Hohe Arbeitslosigkeit, niedrige Löhne und Einkommensarmut sind noch bedrückender, wenn sie von einer schrittweisen öffentlichen Verarmung begleitet werden. Das ist die gegenwärtige Tendenz. Die Fixierung auf einen ausgeglichenen Haushalt, verbunden mit einer ebenso starken Obsession für Steuersenkungen für Unternehmen und die Finanzwelt, setzten die öffentlichen Haushalte unter Druck und führten zu radikalen Kürzungen der Ausgaben. Der Löwenanteil dieser Kürzungen fiel auf die Sozialausgaben: Arbeitslosengeld und Krankengeld, Kinderbetreuung und kommunale Wohlfahrt, das gesamte Netzwerk sozialer Dienstleistungen, von dem die sozial Schwachen und die Armen zu einem großen Teil abhängen. Die Kürzungen und Verschärfungen der Zugangsbedingungen für Sozialleistungen dienen dazu, die Arbeitslosigkeit zu reduzieren, ohne die öffentlichen Ausgaben zu erhöhen.
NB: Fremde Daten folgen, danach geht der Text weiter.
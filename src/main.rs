// Only compile UI module when TUI feature is enabled
#[cfg(feature = "tui")]
mod ui;

use anyhow::{Context, Result};
use clap::Parser;
use std::io::{self, BufRead, Write};
use std::path::Path;

use materials_budget::cli::{Args, Command};
use materials_budget::logging::{init_logging, LogTarget};
use materials_budget::{format_price, BudgetStore, Config, Confirmation, KeyValueStore};

fn main() -> Result<()> {
    let args = Args::parse();
    let config = Config::from_args(&args);
    let command = args.command.unwrap_or(Command::Ui);

    let log_target = if command == Command::Ui {
        LogTarget::File(config.log_file.clone())
    } else {
        LogTarget::Stderr
    };
    init_logging(&log_target)?;

    let store = BudgetStore::load(config.open_store()?);

    match command {
        Command::Ui => run_ui_mode(store, &config)?,
        Command::Summary => run_summary(&store),
        Command::Export { out } => run_export(&store, &out)?,
        Command::Clear { yes } => run_clear(store, yes)?,
    }

    Ok(())
}

fn run_summary<S: KeyValueStore>(store: &BudgetStore<S>) {
    println!("💰 Presupuesto de Materiales (v{})", materials_budget::VERSION);
    println!("━━━━━━━━━━━━━━━━━━━━━━━━━━━━━━━━━━━━━━━━━━━━━");

    if store.is_empty() {
        println!("(sin materiales)");
    }

    for m in store.materials() {
        println!(
            "{} #{:<4} {:<30} {:>12} x {:<5} = {:>12}",
            if m.is_selected { "[x]" } else { "[ ]" },
            m.id,
            m.name,
            format_price(m.price),
            m.quantity,
            format_price(m.selected_total()),
        );
    }

    println!("━━━━━━━━━━━━━━━━━━━━━━━━━━━━━━━━━━━━━━━━━━━━━");
    println!(
        "Total de materiales: {} | Seleccionados: {}",
        store.len(),
        store.selected_count()
    );
    println!("Total del Presupuesto: {}", format_price(store.calculate_total()));
}

fn run_export<S: KeyValueStore>(store: &BudgetStore<S>, out: &Path) -> Result<()> {
    let snapshot = store.export_snapshot();
    let path = snapshot.write_to_dir(out)?;
    println!("📥 Exportado a {}", path.display());
    Ok(())
}

fn run_clear<S: KeyValueStore>(mut store: BudgetStore<S>, yes: bool) -> Result<()> {
    let confirmation = if yes {
        Confirmation::Confirmed
    } else {
        print!(
            "¿Estás seguro de que quieres limpiar todo el presupuesto? \
             Esta acción no se puede deshacer. (s/n) "
        );
        io::stdout().flush()?;

        let mut answer = String::new();
        io::stdin()
            .lock()
            .read_line(&mut answer)
            .context("Failed to read confirmation")?;
        Confirmation::from_answer(&answer)
    };

    if store.clear_all(confirmation) {
        println!("🗑️  Presupuesto limpiado");
    } else {
        println!("Cancelado, no se borró nada");
    }

    Ok(())
}

#[cfg(feature = "tui")]
fn run_ui_mode<S: KeyValueStore>(store: BudgetStore<S>, config: &Config) -> Result<()> {
    let export_dir = std::env::current_dir().context("Failed to resolve current directory")?;
    let mut app = ui::App::new(store, export_dir);
    ui::run_ui(&mut app, config.refresh_interval)
}

#[cfg(not(feature = "tui"))]
fn run_ui_mode<S: KeyValueStore>(_store: BudgetStore<S>, _config: &Config) -> Result<()> {
    anyhow::bail!(
        "TUI mode not available. Rebuild with `--features tui` or use the summary/export/clear commands"
    )
}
Die Infrastruktur, wie zum Beispiel der öffentliche Transport und die Bildung, wurde ebenso zum Ziel von Einschränkungen und Kürzungen, während andere Einrichtungen, wie zum Beispiel die Wasser- und Energieversorgung sowie soziale Dienstleistungen, privatisiert wurden. Ausschließliches Ziel war die Kostensenkung, während die Qualität von Infrastruktur und Dienstleistungen unverändert blieb. Die Ausgaben für öffentliche Bildung und kulturelle Einrichtungen werden gekürzt, während private und teuere Schulen unterstützt und subventioniert werden. Dies alles trägt zu einer kulturellen Spaltung bei, die den Dualismus der zukünftigen Wissensökonomie verschärft.
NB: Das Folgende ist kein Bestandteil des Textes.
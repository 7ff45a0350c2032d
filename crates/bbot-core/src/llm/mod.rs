mod traits;
mod claude;
mod openai;
pub mod provider;

pub use traits::*;
pub use claude::ClaudeClient;
pub use openai::OpenAIClient;
pub use provider::{build_client, ModelSelection, ProviderId};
Regionale Ungleichheiten: Auch wenn sich die Einkommensunterschiede pro Kopf zwischen den Mitgliedsländern der EU leicht verringert haben, bleiben sie auf regionaler Ebene unverändert. Regionale Disparitäten bei den Arbeitslosenquoten nahmen in den letzten 15 Jahren sogar zu. Die Strukturpolitik der EU war nicht effektiv genug und ist der Herausforderung, regionale Unterschiede auszugleichen, nicht gerecht geworden. Die geplante Verminderung der Mittel für solche Maßnahmen läuft Gefahr, die Situation noch weiter zu verschlechtern.

Geschlechterungleichheit: Trotz der anhaltenden Verbesserung der Beschäftigungsquote von Frauen in den meisten Ländern während der letzten Jahre bleibt die Differenz zwischen Männern und Frauen inakzeptabel hoch: Die Quote liegt bei Männern in vergleichbaren, vollbeschäftigten Arbeitsverhältnissen immer noch um 26 Prozentpunkte höher als bei Frauen. Diese Differenz trifft vor allem auf Menschen mit einem niedrigen Bildungsniveau und auf Frauen mit Kindern zu. Ein zweiter Pfeiler der Geschlechterungleichheit bezieht sich auf die weiterhin bestehende Einkommensdiskriminierung. Im Durchschnitt der EU, allerdings mit deutlichen Unterschieden zwischen den Ländern, liegen die Stundenlöhne im Privatsektor für Frauen bei nur 73% im Vergleich zu denen für Männer. Es scheint, dass politische Maßnahmen, wie die Einführung eines Mindestlohnes, notwendig sind. Wo sie durchgesetzt wurden, haben sie zu einer Verringerung der Geschlechterungleichheit beigetragen. Alleinstehende Frauen mit Kindern befinden sich in einer besonders ungünstigen Lage, da sie nicht nur dem Risiko der Arbeitslosigkeit, sondern auch Niedriglohn- und Armutsrisiken ausgesetzt sind.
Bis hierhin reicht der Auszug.